Infrastructure Note: For Enterprise-Grade deployments, node scaling should be managed via automated orchestration frameworks such as Kubernetes (K8s), Docker Swarm, or Terraform to ensure infrastructure-level resilience.
Operating Principle
eva-desk implements a robust, fault-tolerant architecture for cluster management, ensuring maximum delivery guarantees for massive-scale evaluation workloads.
Key Mechanisms:
-
Heartbeat Monitoring: Each
eva-runnode maintains a persistent heartbeat, reporting its health status and available capacity to the orchestrator. -
Adaptive Balancing: Tasks are dynamically distributed across the cluster based on real-time node telemetry and completion rates.
-
Horizontal Scalability: The architecture is engineered for massive horizontal scaling, capable of orchestrating test runs exceeding millions of scenarios across heterogeneous clusters.
-
Self-Healing Queue: Utilizes a non-blocking logic to ensure that if a node fails, tasks are transparently re-queued and re-routed to healthy instances.
API Reference
POST /eval
Interface Compatibility: Fully compliant with the eva-run API.
Enables seamless eva-cli integration for manual execution and debugging.

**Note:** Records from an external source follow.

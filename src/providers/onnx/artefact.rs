use std::{
    fs::File,
    io,
    path::{Path, PathBuf},
};

use serde::{Deserialize, Serialize};
use sha2::{Digest, Sha256};

use super::errors::OnnxEncoderError;

/// Model or tokenizer file pinned to a recorded SHA-256 digest.
#[derive(Debug, Clone, PartialEq, Eq, Serialize, Deserialize)]
#[serde(deny_unknown_fields)]
pub struct OnnxArtefact {
    /// Location of the artefact on disk.
    pub path: PathBuf,
    /// Expected digest as hexadecimal; case and surrounding space are ignored.
    pub sha256: String,
}

impl OnnxArtefact {
    /// Hashes the file and compares it with the recorded digest.
    ///
    /// # Errors
    ///
    /// Returns `ChecksumMismatch` when the digests differ and `Io` when the
    /// file cannot be read.
    pub fn verify(&self) -> Result<(), OnnxEncoderError> {
        let expected = normalise_hex(&self.sha256);
        let actual = sha256_hex(&self.path)?;
        if actual == expected {
            Ok(())
        } else {
            Err(OnnxEncoderError::ChecksumMismatch {
                path: self.path.clone(),
                expected,
                actual,
            })
        }
    }
}

/// Streams the file at `path` through SHA-256 and returns the lowercase hex digest.
///
/// # Errors
///
/// Returns `Io` when the file cannot be opened or read.
pub fn sha256_hex(path: &Path) -> Result<String, OnnxEncoderError> {
    let io_error = |source: io::Error| OnnxEncoderError::Io {
        path: path.to_path_buf(),
        source,
    };
    let mut file = File::open(path).map_err(io_error)?;
    let mut hasher = Sha256::new();
    io::copy(&mut file, &mut hasher).map_err(io_error)?;
    Ok(format!("{:x}", hasher.finalize()))
}

fn normalise_hex(value: &str) -> String {
    value.trim().to_ascii_lowercase()
}
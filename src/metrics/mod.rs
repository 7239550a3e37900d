//! Pure CPU scorers for lexical and n-gram overlap.

pub mod bleu;
pub mod rouge;
pub mod text;

pub use bleu::bleu;
pub use rouge::{RougeScores, rouge};
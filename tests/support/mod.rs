#[expect(clippy::float_arithmetic, reason = "tolerance comparison")]
#[must_use]
pub fn approx_eq(a: f64, b: f64, tol: f64) -> bool {
    (a - b).abs() < tol
}
//! Tolerance comparison and a table-driven embedding provider.

use std::collections::HashMap;

use thiserror::Error;

use crate::providers::TextProcessor;

#[expect(clippy::float_arithmetic, reason = "tolerance comparison")]
#[must_use]
pub fn approx_eq(a: f64, b: f64, tol: f64) -> bool {
    (a - b).abs() < tol
}

/// Error returned by [`FixedEmbedding`] for texts missing from its table.
#[derive(Debug, Error, PartialEq, Eq)]
#[error("no embedding registered for {0:?}")]
pub struct UnknownText(pub String);

/// Embedding provider answering from a fixed text-to-vector table.
///
/// # Examples
///
/// ```
/// use note_eval::tests::support::FixedEmbedding;
/// use note_eval::TextProcessor;
///
/// let provider = FixedEmbedding::new().with("fever", &[1.0, 0.0]);
/// assert_eq!(provider.process("fever").unwrap().to_vec(), vec![1.0_f32, 0.0]);
/// assert!(provider.process("cough").is_err());
/// ```
#[derive(Debug, Clone, Default)]
pub struct FixedEmbedding {
    table: HashMap<String, Vec<f32>>,
}

impl FixedEmbedding {
    #[must_use]
    pub fn new() -> Self {
        Self::default()
    }

    /// Register the vector returned for `text`.
    #[must_use]
    pub fn with(mut self, text: &str, vector: &[f32]) -> Self {
        self.table.insert(text.to_owned(), vector.to_vec());
        self
    }
}

impl TextProcessor for FixedEmbedding {
    type Output = Box<[f32]>;
    type Error = UnknownText;

    fn process(&self, input: &str) -> Result<Self::Output, Self::Error> {
        self.table
            .get(input)
            .map(|v| v.clone().into_boxed_slice())
            .ok_or_else(|| UnknownText(input.to_owned()))
    }
}
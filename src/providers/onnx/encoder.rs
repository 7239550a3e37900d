use std::sync::Mutex;

use ort::{session::Session, value::TensorRef};
use tokenizers::{Tokenizer, TruncationDirection, TruncationParams, TruncationStrategy};

use super::{
    config::OnnxEncoderConfig,
    errors::OnnxEncoderError,
    pooling::{Pooling, l2_normalise},
};

#[derive(Debug)]
pub struct OnnxEncoder {
    session: Mutex<Session>,
    tokenizer: Tokenizer,
    input_names: Vec<String>,
    output_name: String,
    pooling: Pooling,
    normalise: bool,
}

impl OnnxEncoder {
    /// Verifies the artefacts and opens an inference session.
    ///
    /// # Errors
    ///
    /// Returns configuration and runtime errors when artefacts cannot be
    /// verified, tokeniser setup fails, or the ONNX session cannot be created.
    pub fn new(config: OnnxEncoderConfig) -> Result<Self, OnnxEncoderError> {
        config.validate()?;
        config.model.verify()?;
        config.tokenizer.verify()?;

        let mut tokenizer = Tokenizer::from_file(&config.tokenizer.path).map_err(|source| {
            OnnxEncoderError::LoadTokenizer {
                path: config.tokenizer.path.clone(),
                source,
            }
        })?;
        tokenizer
            .with_truncation(Some(TruncationParams {
                max_length: config.max_sequence_length,
                strategy: TruncationStrategy::LongestFirst,
                stride: 0,
                direction: TruncationDirection::Right,
            }))
            .map_err(OnnxEncoderError::ConfigureTruncation)?;
        tokenizer.with_padding(None);

        let session = Session::builder()
            .map_err(OnnxEncoderError::CreateSessionBuilder)?
            .commit_from_file(&config.model.path)
            .map_err(OnnxEncoderError::CreateSession)?;

        Ok(Self {
            session: Mutex::new(session),
            tokenizer,
            input_names: config.input_names,
            output_name: config.output_name,
            pooling: config.pooling,
            normalise: config.normalise,
        })
    }

    /// Embeds one text as a pooled, optionally unit-length, vector.
    ///
    /// # Errors
    ///
    /// Returns encoding, inference, or shape errors when tokenisation fails,
    /// the runtime errors, or the output is not `[1, tokens, hidden]`.
    pub fn embed(&self, input: &str) -> Result<Vec<f32>, OnnxEncoderError> {
        if input.trim().is_empty() {
            return Err(OnnxEncoderError::Empty);
        }
        let encoding = self
            .tokenizer
            .encode(input, true)
            .map_err(OnnxEncoderError::Encode)?;

        let tokens = encoding.get_ids().len();
        let widen = |values: &[u32]| values.iter().map(|v| i64::from(*v)).collect::<Vec<_>>();
        let ids = widen(encoding.get_ids());
        let mask = widen(encoding.get_attention_mask());
        let type_ids = widen(encoding.get_type_ids());

        let ids_tensor = row_tensor(&ids)?;
        let mask_tensor = row_tensor(&mask)?;
        let type_tensor = row_tensor(&type_ids)?;

        let (ids_name, mask_name) = match (self.input_names.first(), self.input_names.get(1)) {
            (Some(first), Some(second)) => (first.as_str(), second.as_str()),
            _ => {
                return Err(OnnxEncoderError::InsufficientInputNames {
                    expected: 2,
                    actual: self.input_names.len(),
                });
            }
        };

        let mut session = self
            .session
            .lock()
            .map_err(|_| OnnxEncoderError::SessionPoisoned)?;
        let outputs = match self.input_names.get(2) {
            Some(type_name) => session.run(ort::inputs! {
                ids_name => ids_tensor,
                mask_name => mask_tensor,
                type_name.as_str() => type_tensor,
            }),
            None => session.run(ort::inputs! {
                ids_name => ids_tensor,
                mask_name => mask_tensor,
            }),
        }
        .map_err(OnnxEncoderError::Inference)?;

        let value = outputs
            .get(&self.output_name)
            .ok_or_else(|| OnnxEncoderError::OutputMissing {
                name: self.output_name.clone(),
            })?;
        let (shape, states) = value
            .try_extract_tensor::<f32>()
            .map_err(OnnxEncoderError::Inference)?;

        let dims: &[i64] = shape;
        let hidden = match dims {
            [1, t, h] if usize::try_from(*t).ok() == Some(tokens) => usize::try_from(*h).ok(),
            _ => None,
        }
        .filter(|h| *h > 0)
        .ok_or_else(|| OnnxEncoderError::UnexpectedShape {
            name: self.output_name.clone(),
            shape: dims.to_vec(),
            tokens,
        })?;

        let pooled = self
            .pooling
            .apply(states, encoding.get_attention_mask(), hidden);
        if self.normalise {
            l2_normalise(pooled)
        } else {
            Ok(pooled)
        }
    }
}

/// Wraps one encoded sequence as a `[1, tokens]` tensor view.
fn row_tensor(values: &[i64]) -> Result<TensorRef<'_, i64>, OnnxEncoderError> {
    TensorRef::from_array_view(([1_usize, values.len()], values))
        .map_err(OnnxEncoderError::EncodeTensor)
}
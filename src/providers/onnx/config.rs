//! Configuration for the ONNX sentence encoder.

use serde::{Deserialize, Serialize};

use super::{artefact::OnnxArtefact, errors::OnnxEncoderError, pooling::Pooling};

/// Configuration for a local ONNX sentence encoder.
#[derive(Debug, Clone, PartialEq, Serialize, Deserialize)]
#[serde(deny_unknown_fields)]
pub struct OnnxEncoderConfig {
    /// Model artefact (ONNX graph) to load.
    pub model: OnnxArtefact,
    /// Tokeniser artefact consumed by `tokenizers`.
    pub tokenizer: OnnxArtefact,
    /// Graph input names: token ids, attention mask, and optionally token
    /// type ids, in that order.
    #[serde(default = "default_input_names")]
    pub input_names: Vec<String>,
    /// Graph output holding per-token hidden states `[1, tokens, hidden]`.
    #[serde(default = "default_output_name")]
    pub output_name: String,
    /// Inputs are truncated to this many tokens. Must be greater than zero.
    #[serde(default = "default_max_sequence_length")]
    pub max_sequence_length: usize,
    /// Reduction from token states to a sentence vector.
    #[serde(default)]
    pub pooling: Pooling,
    /// Scale pooled vectors to unit length.
    #[serde(default = "default_normalise")]
    pub normalise: bool,
}

fn default_input_names() -> Vec<String> {
    vec!["input_ids".into(), "attention_mask".into()]
}

fn default_output_name() -> String {
    "last_hidden_state".into()
}

const fn default_max_sequence_length() -> usize {
    256
}

const fn default_normalise() -> bool {
    true
}

impl OnnxEncoderConfig {
    /// Check the parameters that do not require touching the filesystem.
    ///
    /// # Errors
    ///
    /// Returns an error when fewer than two input names are given, the output
    /// name is empty, or `max_sequence_length` is zero.
    pub fn validate(&self) -> Result<(), OnnxEncoderError> {
        if self.max_sequence_length == 0 {
            return Err(OnnxEncoderError::ZeroSequenceLength);
        }
        if self.input_names.len() < 2 {
            return Err(OnnxEncoderError::InsufficientInputNames {
                expected: 2,
                actual: self.input_names.len(),
            });
        }
        if self.output_name.trim().is_empty() {
            return Err(OnnxEncoderError::MissingOutputName);
        }
        Ok(())
    }
}
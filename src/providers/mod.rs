//! Provider interfaces for text embeddings and the generation backend
//! catalogue.
//!
//! Defines the `TextProcessor` trait and the `EmbeddingProvider` alias
//! consumed by the semantic similarity scorer.

use std::sync::Arc;

pub mod catalogue;
#[cfg(feature = "onnx")]
pub mod onnx;

pub use catalogue::GenerationBackend;

/// Processes text to produce a structured, thread-safe output.
///
/// Embedding providers implement this trait with `Output = Box<[f32]>`.
pub trait TextProcessor {
    /// Structured result returned by the processor.
    ///
    /// Outputs must be `Send + Sync + 'static` so they can be safely shared
    /// across threads and stored in trait objects without borrowing.
    type Output: Send + Sync + 'static;
    /// Error type returned when processing fails.
    ///
    /// Errors must implement `std::error::Error` and be `Send + Sync + 'static`
    /// to propagate cleanly across threads and outlive the processor.
    type Error: std::error::Error + Send + Sync + 'static;

    /// Process the supplied text.
    ///
    /// # Errors
    ///
    /// Returns an error if processing fails.
    fn process(&self, input: &str) -> Result<Self::Output, Self::Error>;
}

/// A single provider handle shared by every evaluation in the process.
impl<T: TextProcessor + ?Sized> TextProcessor for Arc<T> {
    type Output = T::Output;
    type Error = T::Error;

    fn process(&self, input: &str) -> Result<Self::Output, Self::Error> {
        (**self).process(input)
    }
}

/// Provides fixed-length vector embeddings.
pub type EmbeddingProvider<E> =
    dyn TextProcessor<Output = Box<[f32]>, Error = E> + Send + Sync + 'static;
//! Local sentence-encoder embeddings backed by ONNX Runtime.
//!
//! Artefacts are verified against pinned SHA-256 digests before the session
//! is opened. Token states are mean-pooled over the attention mask and
//! scaled to unit length, matching the usual sentence-transformers export.
mod artefact;
mod config;
mod encoder;
mod errors;
mod pooling;

pub use artefact::{OnnxArtefact, sha256_hex};
pub use config::OnnxEncoderConfig;
pub use errors::OnnxEncoderError;
pub use pooling::Pooling;

use crate::providers::TextProcessor;
use encoder::OnnxEncoder;

/// Sentence embedding provider running a local ONNX model.
///
/// Construct it once and share it; the session is loaded eagerly and
/// inference calls are serialised internally.
#[derive(Debug)]
pub struct OnnxSentenceEncoder {
    inner: OnnxEncoder,
}

impl OnnxSentenceEncoder {
    /// Builds an encoder from disk artefacts.
    ///
    /// # Errors
    ///
    /// Returns [`OnnxEncoderError`] when validation, artefact verification,
    /// or ONNX initialisation fails.
    ///
    /// # Examples
    /// ```no_run
    /// use note_eval::providers::onnx::{OnnxArtefact, OnnxEncoderConfig, OnnxEncoderError, OnnxSentenceEncoder, Pooling};
    /// use note_eval::TextProcessor;
    ///
    /// # fn main() -> Result<(), OnnxEncoderError> {
    /// let config = OnnxEncoderConfig {
    ///     model: OnnxArtefact {
    ///         path: std::path::PathBuf::from("/models/all-MiniLM-L6-v2/model.onnx"),
    ///         sha256: "0123456789abcdef0123456789abcdef0123456789abcdef0123456789abcdef".into(),
    ///     },
    ///     tokenizer: OnnxArtefact {
    ///         path: std::path::PathBuf::from("/models/all-MiniLM-L6-v2/tokenizer.json"),
    ///         sha256: "fedcba9876543210fedcba9876543210fedcba9876543210fedcba9876543210".into(),
    ///     },
    ///     input_names: vec!["input_ids".into(), "attention_mask".into(), "token_type_ids".into()],
    ///     output_name: "last_hidden_state".into(),
    ///     max_sequence_length: 256,
    ///     pooling: Pooling::Mean,
    ///     normalise: true,
    /// };
    /// let encoder = OnnxSentenceEncoder::new(config)?;
    /// let embedding = encoder.process("Subjective: patient reports mild headache.")?;
    /// # println!("{}", embedding.len());
    /// # Ok(())
    /// # }
    /// ```
    pub fn new(config: OnnxEncoderConfig) -> Result<Self, OnnxEncoderError> {
        OnnxEncoder::new(config).map(|inner| Self { inner })
    }
}

impl TextProcessor for OnnxSentenceEncoder {
    type Output = Box<[f32]>;
    type Error = OnnxEncoderError;

    fn process(&self, input: &str) -> Result<Self::Output, Self::Error> {
        self.inner.embed(input).map(Vec::into_boxed_slice)
    }
}
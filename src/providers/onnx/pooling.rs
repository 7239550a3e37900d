use serde::{Deserialize, Serialize};

use super::errors::OnnxEncoderError;

/// Reduction from per-token hidden states to one sentence vector.
#[derive(Debug, Clone, Copy, Default, PartialEq, Eq, Serialize, Deserialize)]
#[serde(rename_all = "snake_case")]
pub enum Pooling {
    /// Average of the hidden states whose attention mask is set.
    #[default]
    Mean,
    /// Hidden state of the first token.
    Cls,
}

impl Pooling {
    /// Pool a row-major `[tokens, hidden]` matrix.
    ///
    /// Returns an empty vector when `hidden` is zero or no token is attended.
    #[must_use]
    pub fn apply(self, states: &[f32], mask: &[u32], hidden: usize) -> Vec<f32> {
        if hidden == 0 {
            return Vec::new();
        }
        match self {
            Self::Cls => states.chunks_exact(hidden).next().map(<[f32]>::to_vec).unwrap_or_default(),
            Self::Mean => mean_pool(states, mask, hidden),
        }
    }
}

#[expect(clippy::float_arithmetic, reason = "averaging hidden states")]
#[expect(clippy::cast_precision_loss, reason = "token count fits in f32")]
fn mean_pool(states: &[f32], mask: &[u32], hidden: usize) -> Vec<f32> {
    let mut sum = vec![0.0_f32; hidden];
    let mut attended = 0_usize;
    for (row, _) in states
        .chunks_exact(hidden)
        .zip(mask)
        .filter(|(_, flag)| **flag != 0)
    {
        for (acc, value) in sum.iter_mut().zip(row) {
            *acc += value;
        }
        attended += 1;
    }
    if attended == 0 {
        return Vec::new();
    }
    let count = attended as f32;
    sum.iter_mut().for_each(|acc| *acc /= count);
    sum
}

/// Scale `vector` to unit Euclidean length.
///
/// # Errors
///
/// Returns `ZeroNorm` when the vector has no magnitude.
#[expect(clippy::float_arithmetic, reason = "vector normalisation")]
pub fn l2_normalise(mut vector: Vec<f32>) -> Result<Vec<f32>, OnnxEncoderError> {
    let norm = vector.iter().map(|v| v * v).sum::<f32>().sqrt();
    if !norm.is_normal() {
        return Err(OnnxEncoderError::ZeroNorm);
    }
    vector.iter_mut().for_each(|v| *v /= norm);
    Ok(vector)
}
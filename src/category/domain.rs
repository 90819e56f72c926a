//! Core category domain types.

use std::{fmt::Display, str::FromStr};

use serde::Serialize;

use crate::{Error, auth::UserID, database_id::CategoryId, transaction::TransactionType};

/// A validated, non-empty category name.
#[derive(Clone, Debug, PartialEq, Eq, Serialize, Hash)]
pub struct CategoryName(String);

impl CategoryName {
    /// Create a category name from `name` with surrounding whitespace removed.
    ///
    /// # Errors
    ///
    /// This function will return an [Error::MissingFields] if `name` is empty or only whitespace.
    pub fn new(name: &str) -> Result<Self, Error> {
        let name = name.trim();

        if name.is_empty() {
            Err(Error::MissingFields("name".to_owned()))
        } else {
            Ok(Self(name.to_string()))
        }
    }

    /// Create a category name without validation.
    ///
    /// The caller should ensure that the string is not empty.
    pub fn new_unchecked(name: &str) -> Self {
        Self(name.to_string())
    }
}

impl AsRef<str> for CategoryName {
    fn as_ref(&self) -> &str {
        &self.0
    }
}

impl FromStr for CategoryName {
    type Err = Error;

    fn from_str(s: &str) -> Result<Self, Self::Err> {
        CategoryName::new(s)
    }
}

impl Display for CategoryName {
    fn fmt(&self, f: &mut std::fmt::Formatter<'_>) -> std::fmt::Result {
        write!(f, "{}", self.0)
    }
}

/// A named group of income or expenses, e.g. 'Salary' or 'Rent'.
///
/// Default categories have no owner and are shared by every user.
#[derive(Debug, Clone, PartialEq, Serialize)]
pub struct Category {
    /// The ID of the category.
    #[serde(rename = "_id")]
    pub id: CategoryId,
    /// The name shown to the user.
    pub name: CategoryName,
    /// Whether this category is for income or expenses.
    #[serde(rename = "type")]
    pub category_type: TransactionType,
    /// The user that created the category, `None` for default categories.
    #[serde(rename = "userId")]
    pub user_id: Option<UserID>,
}

impl Category {
    /// Whether this is one of the shared default categories.
    pub fn is_default(&self) -> bool {
        self.user_id.is_none()
    }
}

#[cfg(test)]
mod category_name_tests {
    use crate::{Error, category::CategoryName};

    #[test]
    fn new_fails_on_empty_string() {
        assert_eq!(
            CategoryName::new(""),
            Err(Error::MissingFields("name".to_owned()))
        );
    }

    #[test]
    fn new_fails_on_just_whitespace() {
        assert!(CategoryName::new("\n\t \r").is_err());
    }

    #[test]
    fn new_trims_whitespace() {
        assert_eq!(CategoryName::new("  Pets ").unwrap().as_ref(), "Pets");
    }
}
use std::sync::{Arc, Mutex};

use axum::extract::FromRef;
use rusqlite::Connection;

use crate::AppState;

/// The state needed to list, create, delete and summarise transactions.
#[derive(Debug, Clone)]
pub struct TransactionState {
    /// The database connection for managing transactions.
    pub db_connection: Arc<Mutex<Connection>>,
}

impl FromRef<AppState> for TransactionState {
    fn from_ref(state: &AppState) -> Self {
        Self {
            db_connection: state.db_connection.clone(),
        }
    }
}
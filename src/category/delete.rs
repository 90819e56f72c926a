//! Category deletion endpoint.

use axum::{
    Extension, Json,
    extract::{Path, State},
};
use serde_json::{Value, json};

use crate::{
    Error,
    auth::User,
    category::{CategoryState, delete_category},
    database_id::CategoryId,
    db::lock,
};

/// Delete one of the user's own categories.
///
/// # Errors
///
/// Returns a 404 error if the category does not exist, a 400 error for
/// default categories and a 401 error for another user's category.
pub async fn delete_category_endpoint(
    State(state): State<CategoryState>,
    Extension(user): Extension<User>,
    Path(category_id): Path<String>,
) -> Result<Json<Value>, Error> {
    let category_id: CategoryId = category_id.parse().map_err(|_| Error::NotFound)?;

    let connection = lock(&state.db_connection)?;

    if let Err(error) = delete_category(category_id, user.id, &connection) {
        tracing::debug!("User {} could not delete category {category_id}: {error}", user.id);
        return Err(error);
    }

    Ok(Json(json!({ "message": "Category removed" })))
}
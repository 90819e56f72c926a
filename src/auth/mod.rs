//! User registration, log-in and bearer token authentication.

mod log_in;
mod middleware;
mod password;
mod register_user;
mod token;
mod user;

pub use log_in::{LogInData, LogInResponse, get_profile, post_log_in};
pub use middleware::{AuthState, auth_guard};
pub use password::{PasswordHash, ValidatedPassword};
pub use register_user::{RegisterData, register_user};
pub use token::{Claims, DEFAULT_TOKEN_DURATION, TokenKeys, decode_token, encode_token};
pub use user::{
    DEFAULT_CURRENCY, DEFAULT_ROLE, NewUser, User, UserID, create_user, create_user_table,
    get_user_by_email, get_user_by_id,
};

Note: This endpoint is restricted during active automated test runs to prevent state conflicts.
POST /run
Payload: { "run_id": "uuid_v7" }
Triggers an automated evaluation cycle. The orchestrator retrieves test schemas from the PostgreSQL repository associated with the run_id and initiates the distribution protocol across the active cluster.
GET /current_run
Returns the identifier of the execution context currently being processed by the cluster.
GET /runs_queue
Retrieves the prioritized queue of run_ids awaiting orchestration.
GET /nodes
Provides a real-time registry of active, authorized nodes within the cluster.
GET /health
Standard health check endpoint for monitoring and ingress controllers.